(Collected data entries)
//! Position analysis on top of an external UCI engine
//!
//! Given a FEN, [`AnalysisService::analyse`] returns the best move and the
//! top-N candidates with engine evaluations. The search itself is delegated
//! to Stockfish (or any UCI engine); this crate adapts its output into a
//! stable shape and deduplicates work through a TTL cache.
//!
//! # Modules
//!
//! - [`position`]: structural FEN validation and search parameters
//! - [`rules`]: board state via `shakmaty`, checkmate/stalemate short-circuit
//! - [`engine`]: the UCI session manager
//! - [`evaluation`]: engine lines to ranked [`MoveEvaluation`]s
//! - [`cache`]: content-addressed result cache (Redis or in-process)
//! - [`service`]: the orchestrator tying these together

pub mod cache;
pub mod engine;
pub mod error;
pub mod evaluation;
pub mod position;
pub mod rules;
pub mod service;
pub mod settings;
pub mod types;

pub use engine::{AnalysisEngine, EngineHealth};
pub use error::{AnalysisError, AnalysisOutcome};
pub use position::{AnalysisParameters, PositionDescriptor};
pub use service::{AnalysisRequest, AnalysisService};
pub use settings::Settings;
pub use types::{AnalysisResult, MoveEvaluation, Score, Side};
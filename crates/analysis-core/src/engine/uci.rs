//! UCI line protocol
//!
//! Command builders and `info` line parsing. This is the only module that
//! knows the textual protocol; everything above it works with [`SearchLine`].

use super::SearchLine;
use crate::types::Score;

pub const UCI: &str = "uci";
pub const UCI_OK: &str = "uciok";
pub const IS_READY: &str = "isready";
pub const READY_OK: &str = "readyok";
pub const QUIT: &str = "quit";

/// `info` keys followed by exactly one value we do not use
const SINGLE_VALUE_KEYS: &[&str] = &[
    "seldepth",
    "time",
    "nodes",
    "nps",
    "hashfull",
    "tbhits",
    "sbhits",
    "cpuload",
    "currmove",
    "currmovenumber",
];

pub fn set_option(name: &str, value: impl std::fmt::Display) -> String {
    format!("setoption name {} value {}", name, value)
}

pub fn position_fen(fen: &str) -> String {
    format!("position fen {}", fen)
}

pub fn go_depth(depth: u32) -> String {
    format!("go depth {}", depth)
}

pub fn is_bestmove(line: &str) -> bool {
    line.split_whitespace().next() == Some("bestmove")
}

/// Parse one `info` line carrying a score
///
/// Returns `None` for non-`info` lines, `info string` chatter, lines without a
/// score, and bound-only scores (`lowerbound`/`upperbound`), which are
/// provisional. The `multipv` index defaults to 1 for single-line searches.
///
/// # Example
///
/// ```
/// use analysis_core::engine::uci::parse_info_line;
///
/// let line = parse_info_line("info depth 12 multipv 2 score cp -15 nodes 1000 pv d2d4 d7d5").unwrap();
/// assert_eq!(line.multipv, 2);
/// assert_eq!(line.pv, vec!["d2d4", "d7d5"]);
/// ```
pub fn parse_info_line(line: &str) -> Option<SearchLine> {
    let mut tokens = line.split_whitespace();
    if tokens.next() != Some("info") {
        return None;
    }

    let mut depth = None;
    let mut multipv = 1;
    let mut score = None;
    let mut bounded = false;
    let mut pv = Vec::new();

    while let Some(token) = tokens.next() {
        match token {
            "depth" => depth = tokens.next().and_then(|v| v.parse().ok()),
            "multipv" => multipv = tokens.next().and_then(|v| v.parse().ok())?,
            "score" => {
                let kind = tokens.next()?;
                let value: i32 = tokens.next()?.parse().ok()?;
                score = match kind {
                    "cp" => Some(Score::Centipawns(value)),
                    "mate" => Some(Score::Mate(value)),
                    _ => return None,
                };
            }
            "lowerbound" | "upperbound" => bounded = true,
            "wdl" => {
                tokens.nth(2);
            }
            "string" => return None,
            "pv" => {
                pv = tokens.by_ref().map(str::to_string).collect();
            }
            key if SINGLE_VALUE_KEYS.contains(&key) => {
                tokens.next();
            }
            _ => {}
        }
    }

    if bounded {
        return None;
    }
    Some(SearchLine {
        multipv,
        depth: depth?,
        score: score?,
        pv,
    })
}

---

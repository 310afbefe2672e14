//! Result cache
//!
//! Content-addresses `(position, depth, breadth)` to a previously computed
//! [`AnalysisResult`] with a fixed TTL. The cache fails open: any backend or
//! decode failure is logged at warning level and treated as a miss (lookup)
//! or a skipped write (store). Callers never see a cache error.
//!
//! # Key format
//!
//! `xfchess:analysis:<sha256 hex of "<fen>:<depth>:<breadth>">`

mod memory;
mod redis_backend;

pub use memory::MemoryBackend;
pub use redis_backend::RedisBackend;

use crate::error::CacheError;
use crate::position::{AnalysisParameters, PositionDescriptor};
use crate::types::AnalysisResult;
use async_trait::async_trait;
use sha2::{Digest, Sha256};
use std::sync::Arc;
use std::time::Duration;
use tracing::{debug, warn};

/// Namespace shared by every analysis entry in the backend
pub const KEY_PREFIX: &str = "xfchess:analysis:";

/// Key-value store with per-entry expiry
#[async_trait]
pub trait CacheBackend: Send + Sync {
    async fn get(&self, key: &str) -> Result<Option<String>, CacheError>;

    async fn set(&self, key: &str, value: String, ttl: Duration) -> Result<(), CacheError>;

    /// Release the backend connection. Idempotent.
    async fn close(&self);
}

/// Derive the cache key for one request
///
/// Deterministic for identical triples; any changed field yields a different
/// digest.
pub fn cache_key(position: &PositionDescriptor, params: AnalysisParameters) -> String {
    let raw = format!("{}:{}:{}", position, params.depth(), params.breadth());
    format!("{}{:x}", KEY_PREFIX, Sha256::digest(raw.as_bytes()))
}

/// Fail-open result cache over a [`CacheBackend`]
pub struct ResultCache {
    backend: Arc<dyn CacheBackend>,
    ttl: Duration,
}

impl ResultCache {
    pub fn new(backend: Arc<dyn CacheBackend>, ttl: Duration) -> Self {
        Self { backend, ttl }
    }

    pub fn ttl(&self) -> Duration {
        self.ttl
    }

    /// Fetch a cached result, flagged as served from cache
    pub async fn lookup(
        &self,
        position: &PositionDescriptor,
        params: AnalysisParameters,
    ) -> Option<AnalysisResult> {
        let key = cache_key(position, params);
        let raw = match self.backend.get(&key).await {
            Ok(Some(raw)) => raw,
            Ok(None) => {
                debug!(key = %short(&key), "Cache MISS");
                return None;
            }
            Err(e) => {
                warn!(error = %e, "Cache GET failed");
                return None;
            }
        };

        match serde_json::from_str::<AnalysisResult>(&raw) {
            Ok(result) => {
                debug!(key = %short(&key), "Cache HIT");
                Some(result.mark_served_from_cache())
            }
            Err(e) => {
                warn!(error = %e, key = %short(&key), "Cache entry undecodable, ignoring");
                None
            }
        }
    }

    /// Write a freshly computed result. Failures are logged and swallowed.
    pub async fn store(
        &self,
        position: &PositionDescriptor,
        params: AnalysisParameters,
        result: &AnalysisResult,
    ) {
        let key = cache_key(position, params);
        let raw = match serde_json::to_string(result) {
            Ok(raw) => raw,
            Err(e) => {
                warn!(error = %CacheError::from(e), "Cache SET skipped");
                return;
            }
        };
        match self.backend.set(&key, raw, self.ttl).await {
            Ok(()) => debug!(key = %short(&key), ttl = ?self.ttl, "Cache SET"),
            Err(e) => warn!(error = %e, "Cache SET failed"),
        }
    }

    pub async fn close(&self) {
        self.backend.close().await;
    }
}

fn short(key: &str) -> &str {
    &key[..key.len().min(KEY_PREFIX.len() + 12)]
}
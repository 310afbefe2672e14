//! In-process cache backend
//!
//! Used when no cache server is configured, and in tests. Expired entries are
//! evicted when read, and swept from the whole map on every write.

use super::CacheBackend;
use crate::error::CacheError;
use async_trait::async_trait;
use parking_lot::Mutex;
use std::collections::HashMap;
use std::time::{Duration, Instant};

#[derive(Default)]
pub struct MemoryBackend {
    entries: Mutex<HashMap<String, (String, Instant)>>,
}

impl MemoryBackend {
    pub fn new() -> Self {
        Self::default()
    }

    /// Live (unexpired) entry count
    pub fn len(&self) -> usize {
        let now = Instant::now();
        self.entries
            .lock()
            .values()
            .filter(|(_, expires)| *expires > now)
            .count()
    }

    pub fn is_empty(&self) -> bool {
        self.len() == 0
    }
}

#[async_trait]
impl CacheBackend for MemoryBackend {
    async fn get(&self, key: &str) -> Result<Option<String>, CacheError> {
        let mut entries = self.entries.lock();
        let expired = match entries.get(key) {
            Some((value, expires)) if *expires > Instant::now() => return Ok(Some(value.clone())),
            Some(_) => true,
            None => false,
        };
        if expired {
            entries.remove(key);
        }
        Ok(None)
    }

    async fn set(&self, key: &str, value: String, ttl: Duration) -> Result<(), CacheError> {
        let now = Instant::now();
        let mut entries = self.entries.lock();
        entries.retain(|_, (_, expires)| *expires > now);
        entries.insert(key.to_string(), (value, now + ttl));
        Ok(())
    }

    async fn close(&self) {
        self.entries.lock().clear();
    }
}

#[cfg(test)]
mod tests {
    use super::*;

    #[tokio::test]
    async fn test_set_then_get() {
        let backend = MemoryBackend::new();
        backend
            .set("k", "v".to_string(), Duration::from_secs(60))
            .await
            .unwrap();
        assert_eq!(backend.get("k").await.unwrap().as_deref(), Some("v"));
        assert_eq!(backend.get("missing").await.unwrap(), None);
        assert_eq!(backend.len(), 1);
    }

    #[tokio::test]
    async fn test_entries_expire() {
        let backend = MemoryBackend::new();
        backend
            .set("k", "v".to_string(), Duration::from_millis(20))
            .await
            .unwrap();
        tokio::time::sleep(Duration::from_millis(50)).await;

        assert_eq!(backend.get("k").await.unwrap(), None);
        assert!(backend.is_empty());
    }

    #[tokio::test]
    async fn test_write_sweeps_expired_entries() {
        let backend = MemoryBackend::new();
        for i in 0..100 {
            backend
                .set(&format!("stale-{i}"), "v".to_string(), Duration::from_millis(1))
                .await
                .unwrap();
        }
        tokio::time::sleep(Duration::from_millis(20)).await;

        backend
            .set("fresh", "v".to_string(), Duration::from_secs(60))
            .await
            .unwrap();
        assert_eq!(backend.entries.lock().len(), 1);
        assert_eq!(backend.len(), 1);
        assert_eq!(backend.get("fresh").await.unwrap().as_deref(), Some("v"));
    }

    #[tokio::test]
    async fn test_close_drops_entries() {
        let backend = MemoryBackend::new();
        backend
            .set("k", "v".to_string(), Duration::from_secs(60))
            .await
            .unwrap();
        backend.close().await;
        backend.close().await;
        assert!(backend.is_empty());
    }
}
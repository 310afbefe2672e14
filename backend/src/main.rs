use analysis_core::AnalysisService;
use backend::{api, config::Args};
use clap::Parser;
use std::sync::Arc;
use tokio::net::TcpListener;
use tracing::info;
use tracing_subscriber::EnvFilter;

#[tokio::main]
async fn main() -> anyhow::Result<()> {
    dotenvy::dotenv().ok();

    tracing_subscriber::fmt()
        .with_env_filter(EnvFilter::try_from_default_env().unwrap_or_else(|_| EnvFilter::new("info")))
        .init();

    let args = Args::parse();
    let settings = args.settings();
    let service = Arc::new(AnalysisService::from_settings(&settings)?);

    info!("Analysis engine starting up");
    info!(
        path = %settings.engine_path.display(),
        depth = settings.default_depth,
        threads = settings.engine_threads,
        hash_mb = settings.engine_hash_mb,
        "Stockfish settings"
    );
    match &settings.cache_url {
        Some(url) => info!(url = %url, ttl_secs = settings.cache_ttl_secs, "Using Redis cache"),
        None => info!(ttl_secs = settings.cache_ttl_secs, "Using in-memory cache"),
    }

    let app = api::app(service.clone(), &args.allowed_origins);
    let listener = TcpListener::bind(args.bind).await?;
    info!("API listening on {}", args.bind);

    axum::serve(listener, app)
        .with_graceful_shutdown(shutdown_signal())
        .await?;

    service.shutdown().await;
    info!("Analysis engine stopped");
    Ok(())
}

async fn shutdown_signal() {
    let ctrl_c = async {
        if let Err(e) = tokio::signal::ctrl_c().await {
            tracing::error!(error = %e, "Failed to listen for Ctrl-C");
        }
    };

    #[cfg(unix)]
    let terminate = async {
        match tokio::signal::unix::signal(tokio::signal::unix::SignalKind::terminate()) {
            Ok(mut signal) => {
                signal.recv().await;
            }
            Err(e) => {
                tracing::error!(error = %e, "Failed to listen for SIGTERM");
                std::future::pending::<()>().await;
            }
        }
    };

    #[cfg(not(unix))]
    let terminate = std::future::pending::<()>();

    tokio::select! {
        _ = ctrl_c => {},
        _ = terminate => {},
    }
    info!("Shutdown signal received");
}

...

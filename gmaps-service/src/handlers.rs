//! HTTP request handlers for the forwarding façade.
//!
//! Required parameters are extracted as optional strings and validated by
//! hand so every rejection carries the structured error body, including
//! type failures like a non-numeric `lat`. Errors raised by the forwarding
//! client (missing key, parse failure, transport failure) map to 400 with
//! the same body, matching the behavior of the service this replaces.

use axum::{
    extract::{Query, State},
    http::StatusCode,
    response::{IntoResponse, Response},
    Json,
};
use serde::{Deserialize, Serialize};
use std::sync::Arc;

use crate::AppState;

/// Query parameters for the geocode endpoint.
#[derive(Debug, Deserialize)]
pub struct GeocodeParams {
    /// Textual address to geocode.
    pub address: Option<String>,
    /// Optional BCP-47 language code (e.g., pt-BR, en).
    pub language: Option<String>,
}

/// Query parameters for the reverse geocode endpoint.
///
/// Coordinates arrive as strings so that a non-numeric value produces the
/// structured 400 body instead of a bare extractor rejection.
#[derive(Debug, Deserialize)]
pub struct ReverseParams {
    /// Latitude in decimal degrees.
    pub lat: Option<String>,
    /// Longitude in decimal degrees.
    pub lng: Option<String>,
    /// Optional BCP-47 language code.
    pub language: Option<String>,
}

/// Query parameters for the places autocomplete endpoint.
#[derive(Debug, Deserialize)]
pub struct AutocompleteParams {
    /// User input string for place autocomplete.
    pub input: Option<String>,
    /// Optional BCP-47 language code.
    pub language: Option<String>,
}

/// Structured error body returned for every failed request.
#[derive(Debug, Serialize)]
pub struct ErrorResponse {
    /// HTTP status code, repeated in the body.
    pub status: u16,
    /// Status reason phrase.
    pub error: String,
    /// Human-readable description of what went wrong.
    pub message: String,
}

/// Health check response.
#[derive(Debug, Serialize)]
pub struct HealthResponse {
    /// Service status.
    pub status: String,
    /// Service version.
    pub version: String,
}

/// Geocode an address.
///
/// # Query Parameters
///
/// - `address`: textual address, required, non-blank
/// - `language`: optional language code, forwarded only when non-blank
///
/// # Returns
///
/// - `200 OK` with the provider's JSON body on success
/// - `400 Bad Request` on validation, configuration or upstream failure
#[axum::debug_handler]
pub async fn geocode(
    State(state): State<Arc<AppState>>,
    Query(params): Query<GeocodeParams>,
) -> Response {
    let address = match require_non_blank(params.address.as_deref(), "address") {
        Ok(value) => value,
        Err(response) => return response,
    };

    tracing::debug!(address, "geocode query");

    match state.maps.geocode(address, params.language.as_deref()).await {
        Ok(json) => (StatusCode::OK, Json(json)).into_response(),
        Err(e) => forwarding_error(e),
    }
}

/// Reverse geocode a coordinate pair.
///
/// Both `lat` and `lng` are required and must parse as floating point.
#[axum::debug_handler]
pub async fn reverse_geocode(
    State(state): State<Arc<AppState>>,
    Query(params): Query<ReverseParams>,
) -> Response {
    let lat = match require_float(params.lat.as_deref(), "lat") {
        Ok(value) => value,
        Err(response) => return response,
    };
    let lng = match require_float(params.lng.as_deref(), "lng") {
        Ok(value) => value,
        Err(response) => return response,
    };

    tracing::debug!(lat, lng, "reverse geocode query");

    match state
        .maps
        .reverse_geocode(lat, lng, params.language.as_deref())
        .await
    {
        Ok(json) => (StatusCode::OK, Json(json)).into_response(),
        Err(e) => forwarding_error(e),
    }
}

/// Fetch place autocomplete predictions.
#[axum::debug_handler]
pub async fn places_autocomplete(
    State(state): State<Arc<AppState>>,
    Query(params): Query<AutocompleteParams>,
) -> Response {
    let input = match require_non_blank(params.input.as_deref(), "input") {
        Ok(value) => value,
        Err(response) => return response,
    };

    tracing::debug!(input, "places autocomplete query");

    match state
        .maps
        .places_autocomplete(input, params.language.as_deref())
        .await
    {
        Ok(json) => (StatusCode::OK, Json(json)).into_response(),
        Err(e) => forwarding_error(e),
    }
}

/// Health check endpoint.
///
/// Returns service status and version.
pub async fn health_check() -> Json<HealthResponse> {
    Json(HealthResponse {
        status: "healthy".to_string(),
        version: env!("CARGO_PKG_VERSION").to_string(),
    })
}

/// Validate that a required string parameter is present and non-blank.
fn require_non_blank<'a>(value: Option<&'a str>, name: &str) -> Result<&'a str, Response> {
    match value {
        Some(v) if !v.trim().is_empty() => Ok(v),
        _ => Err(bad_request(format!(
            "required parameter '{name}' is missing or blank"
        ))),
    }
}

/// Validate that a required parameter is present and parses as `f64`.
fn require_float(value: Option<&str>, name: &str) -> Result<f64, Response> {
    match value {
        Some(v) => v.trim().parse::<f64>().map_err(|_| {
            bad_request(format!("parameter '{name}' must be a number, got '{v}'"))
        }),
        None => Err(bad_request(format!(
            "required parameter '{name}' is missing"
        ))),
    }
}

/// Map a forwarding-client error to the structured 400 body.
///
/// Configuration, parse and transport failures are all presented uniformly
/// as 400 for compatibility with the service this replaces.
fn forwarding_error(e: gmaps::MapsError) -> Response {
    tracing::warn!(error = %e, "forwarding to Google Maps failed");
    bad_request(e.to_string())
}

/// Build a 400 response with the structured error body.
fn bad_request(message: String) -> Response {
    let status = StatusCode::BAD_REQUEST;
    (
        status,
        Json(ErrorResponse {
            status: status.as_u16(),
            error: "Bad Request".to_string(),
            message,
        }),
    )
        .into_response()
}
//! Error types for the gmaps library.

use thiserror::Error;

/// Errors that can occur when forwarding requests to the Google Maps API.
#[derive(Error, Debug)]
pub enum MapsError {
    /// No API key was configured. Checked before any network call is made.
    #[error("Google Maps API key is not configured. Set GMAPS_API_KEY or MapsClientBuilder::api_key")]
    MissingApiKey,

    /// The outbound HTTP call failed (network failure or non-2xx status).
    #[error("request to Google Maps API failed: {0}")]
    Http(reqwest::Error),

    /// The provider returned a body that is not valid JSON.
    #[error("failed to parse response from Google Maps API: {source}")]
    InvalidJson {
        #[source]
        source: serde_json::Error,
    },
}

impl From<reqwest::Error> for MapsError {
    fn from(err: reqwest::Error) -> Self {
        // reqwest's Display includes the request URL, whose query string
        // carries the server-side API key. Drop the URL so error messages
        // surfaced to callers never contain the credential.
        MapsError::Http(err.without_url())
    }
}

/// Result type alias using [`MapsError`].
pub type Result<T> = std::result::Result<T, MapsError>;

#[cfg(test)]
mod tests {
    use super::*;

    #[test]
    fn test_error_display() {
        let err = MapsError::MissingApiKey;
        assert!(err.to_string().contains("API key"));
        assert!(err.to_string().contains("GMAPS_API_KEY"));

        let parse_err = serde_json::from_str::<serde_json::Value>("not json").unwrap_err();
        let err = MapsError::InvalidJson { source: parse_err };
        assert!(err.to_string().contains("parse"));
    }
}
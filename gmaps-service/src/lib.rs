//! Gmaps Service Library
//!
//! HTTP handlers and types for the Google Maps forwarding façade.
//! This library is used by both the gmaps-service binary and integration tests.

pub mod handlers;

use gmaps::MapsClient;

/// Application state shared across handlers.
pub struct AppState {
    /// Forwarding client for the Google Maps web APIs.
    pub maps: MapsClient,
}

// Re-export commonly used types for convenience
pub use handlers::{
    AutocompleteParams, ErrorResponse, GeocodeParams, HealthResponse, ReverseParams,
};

_To do_. Where in the records does the string "time" appear? Copy every line that has it.

_Result of this task_.
    "time",
use std::time::Duration;
use std::time::{Duration, Instant};
        tokio::time::sleep(Duration::from_millis(50)).await;
        tokio::time::sleep(Duration::from_millis(20)).await;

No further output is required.